Every line containing the word "values" must be pulled from the records.

[Data supplied Boundary: Start]

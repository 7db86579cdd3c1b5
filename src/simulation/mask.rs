//! 占用掩码
//!
//! 掩码来自最新的外部视频帧，每个像素一个 [0, 1] 的强度值，与完整输出帧轴对齐，
//! 在自身的归一化坐标空间中采样，与模拟网格分辨率无关。
//!
//! 帧以 `Arc<MaskFrame>` 快照整体替换：读取方要么看到旧的完整帧，要么看到新的
//! 完整帧，不会读到半帧。

use crate::core::error::{CascadeError, CascadeResult};
use crate::config::PhysicsParams;
use crossbeam_channel::{Receiver, Sender, TrySendError};
use std::path::PathBuf;
use std::sync::Arc;
use std::thread::{self, JoinHandle};
use std::time::Duration;

/// 单帧掩码
#[derive(Debug, Clone, PartialEq)]
pub struct MaskFrame {
    width: u32,
    height: u32,
    values: Vec<f32>,
}

impl MaskFrame {
    /// 从强度值创建（值会被钳制到 [0, 1]）
    pub fn new(width: u32, height: u32, values: Vec<f32>) -> CascadeResult<Self> {
        if width == 0 || height == 0 {
            return Err(CascadeError::InvalidFrame(format!(
                "empty mask {}x{}",
                width, height
            )));
        }
        let expected = width as usize * height as usize;
        if values.len() != expected {
            return Err(CascadeError::InvalidFrame(format!(
                "expected {} values, got {}",
                expected,
                values.len()
            )));
        }
        let values = values
            .into_iter()
            .map(|v| if v.is_finite() { v.clamp(0.0, 1.0) } else { 0.0 })
            .collect();
        Ok(Self {
            width,
            height,
            values,
        })
    }

    /// 所有像素同一强度
    pub fn uniform(width: u32, height: u32, value: f32) -> CascadeResult<Self> {
        Self::new(width, height, vec![value; width as usize * height as usize])
    }

    /// 从 8 位灰度像素创建
    pub fn from_luma8(width: u32, height: u32, pixels: &[u8]) -> CascadeResult<Self> {
        Self::new(
            width,
            height,
            pixels.iter().map(|&p| p as f32 / 255.0).collect(),
        )
    }

    /// 从 RGBA8 像素创建（Rec.601 亮度）
    pub fn from_rgba8(width: u32, height: u32, pixels: &[u8]) -> CascadeResult<Self> {
        let expected = width as usize * height as usize * 4;
        if pixels.len() != expected {
            return Err(CascadeError::InvalidFrame(format!(
                "expected {} RGBA bytes, got {}",
                expected,
                pixels.len()
            )));
        }
        let values = pixels
            .chunks_exact(4)
            .map(|px| {
                (0.299 * px[0] as f32 + 0.587 * px[1] as f32 + 0.114 * px[2] as f32) / 255.0
            })
            .collect();
        Self::new(width, height, values)
    }

    /// 从图像创建
    pub fn from_image(image: &image::DynamicImage) -> CascadeResult<Self> {
        let rgba = image.to_rgba8();
        Self::from_rgba8(rgba.width(), rgba.height(), rgba.as_raw())
    }

    /// 从图像文件加载
    pub fn open(path: impl AsRef<std::path::Path>) -> CascadeResult<Self> {
        let image = image::open(path)?;
        Self::from_image(&image)
    }

    pub fn width(&self) -> u32 {
        self.width
    }

    pub fn height(&self) -> u32 {
        self.height
    }

    pub fn values(&self) -> &[f32] {
        &self.values
    }

    /// 原始强度的最近像素采样；帧外返回 `None`
    pub fn sample(&self, u: f32, v: f32) -> Option<f32> {
        if !(0.0..=1.0).contains(&u) || !(0.0..=1.0).contains(&v) {
            return None;
        }
        let px = ((u * self.width as f32) as u32).min(self.width - 1);
        let py = ((v * self.height as f32) as u32).min(self.height - 1);
        Some(self.values[py as usize * self.width as usize + px as usize])
    }
}

/// 掩码采样器
///
/// 持有最近一帧的只读快照。从未收到帧时所有采样为 0（无占用）。
#[derive(Debug, Clone, Default)]
pub struct MaskSampler {
    frame: Option<Arc<MaskFrame>>,
    generation: u64,
}

impl MaskSampler {
    pub fn new() -> Self {
        Self::default()
    }

    /// 整体替换当前帧
    pub fn replace(&mut self, frame: Arc<MaskFrame>) {
        self.frame = Some(frame);
        self.generation += 1;
    }

    /// 是否收到过帧
    pub fn has_frame(&self) -> bool {
        self.frame.is_some()
    }

    pub fn frame(&self) -> Option<&Arc<MaskFrame>> {
        self.frame.as_ref()
    }

    /// 已接收的帧数
    pub fn generation(&self) -> u64 {
        self.generation
    }

    /// 采样 [0, 1]；无帧或帧外为 0
    pub fn sample(&self, u: f32, v: f32) -> f32 {
        self.frame
            .as_ref()
            .and_then(|frame| frame.sample(u, v))
            .unwrap_or(0.0)
    }

    /// 考虑反转后的有效采样值；帧外与无帧恒为 0
    pub fn effective_sample(&self, u: f32, v: f32, invert: bool) -> f32 {
        match self.frame.as_ref().and_then(|frame| frame.sample(u, v)) {
            Some(value) if invert => 1.0 - value,
            Some(value) => value,
            None => 0.0,
        }
    }

    /// 碰撞判定：有效采样值严格大于阈值
    pub fn occupied(&self, u: f32, v: f32, threshold: f32, invert: bool) -> bool {
        self.effective_sample(u, v, invert) > threshold
    }

    /// 使用参数集判定占用
    pub fn occupied_with(&self, u: f32, v: f32, params: &PhysicsParams) -> bool {
        self.occupied(u, v, params.threshold, params.invert_mask)
    }
}

/// 掩码帧发送端，交给视频接入协作方
#[derive(Debug, Clone)]
pub struct MaskSender {
    tx: Sender<Arc<MaskFrame>>,
}

impl MaskSender {
    /// 发布一帧；接收端积压时丢弃本帧而不阻塞。返回 false 表示接收端已关闭。
    pub fn publish(&self, frame: MaskFrame) -> bool {
        match self.tx.try_send(Arc::new(frame)) {
            Ok(()) | Err(TrySendError::Full(_)) => true,
            Err(TrySendError::Disconnected(_)) => false,
        }
    }
}

/// 掩码帧接收端，由控制线程每帧轮询
#[derive(Debug, Clone)]
pub struct MaskReceiver {
    rx: Receiver<Arc<MaskFrame>>,
}

impl MaskReceiver {
    /// 取出积压中最新的一帧（一次性"新帧"事件）
    pub fn latest(&self) -> Option<Arc<MaskFrame>> {
        self.rx.try_iter().last()
    }
}

/// 掩码帧通道
pub struct MaskFeed;

impl MaskFeed {
    /// 创建通道，`capacity` 为最大积压帧数
    pub fn channel(capacity: usize) -> (MaskSender, MaskReceiver) {
        let (tx, rx) = crossbeam_channel::bounded(capacity.max(1));
        (MaskSender { tx }, MaskReceiver { rx })
    }
}

/// 以固定速率循环发布静态图像的接入线程，用作外部视频源的替身
pub fn spawn_image_sequence(
    paths: Vec<PathBuf>,
    fps: f32,
    sender: MaskSender,
) -> CascadeResult<JoinHandle<()>> {
    let mut frames = Vec::with_capacity(paths.len());
    for path in &paths {
        let frame = MaskFrame::open(path)?;
        tracing::info!(
            target: "mask",
            "Loaded mask {:?} ({}x{})",
            path,
            frame.width(),
            frame.height()
        );
        frames.push(frame);
    }
    if frames.is_empty() {
        return Err(CascadeError::InvalidFrame("no mask images".to_string()));
    }

    let period = Duration::from_secs_f32(1.0 / fps.max(0.1));
    let handle = thread::Builder::new()
        .name("mask-feed".to_string())
        .spawn(move || {
            let single = frames.len() == 1;
            for frame in frames.iter().cycle() {
                if !sender.publish(frame.clone()) {
                    tracing::debug!(target: "mask", "Mask receiver closed, stopping feed");
                    return;
                }
                if single {
                    return;
                }
                thread::sleep(period);
            }
        })?;
    Ok(handle)
}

[Data supplied Boundary: End]

Response for this exercise ->
    values: Vec<f32>,
    pub fn new(width: u32, height: u32, values: Vec<f32>) -> CascadeResult<Self> {
        if values.len() != expected {
                "expected {} values, got {}",
                values.len()
        let values = values
            values,
        let values = pixels
        Self::new(width, height, values)
    pub fn values(&self) -> &[f32] {
        &self.values
        Some(self.values[py as usize * self.width as usize + px as usize])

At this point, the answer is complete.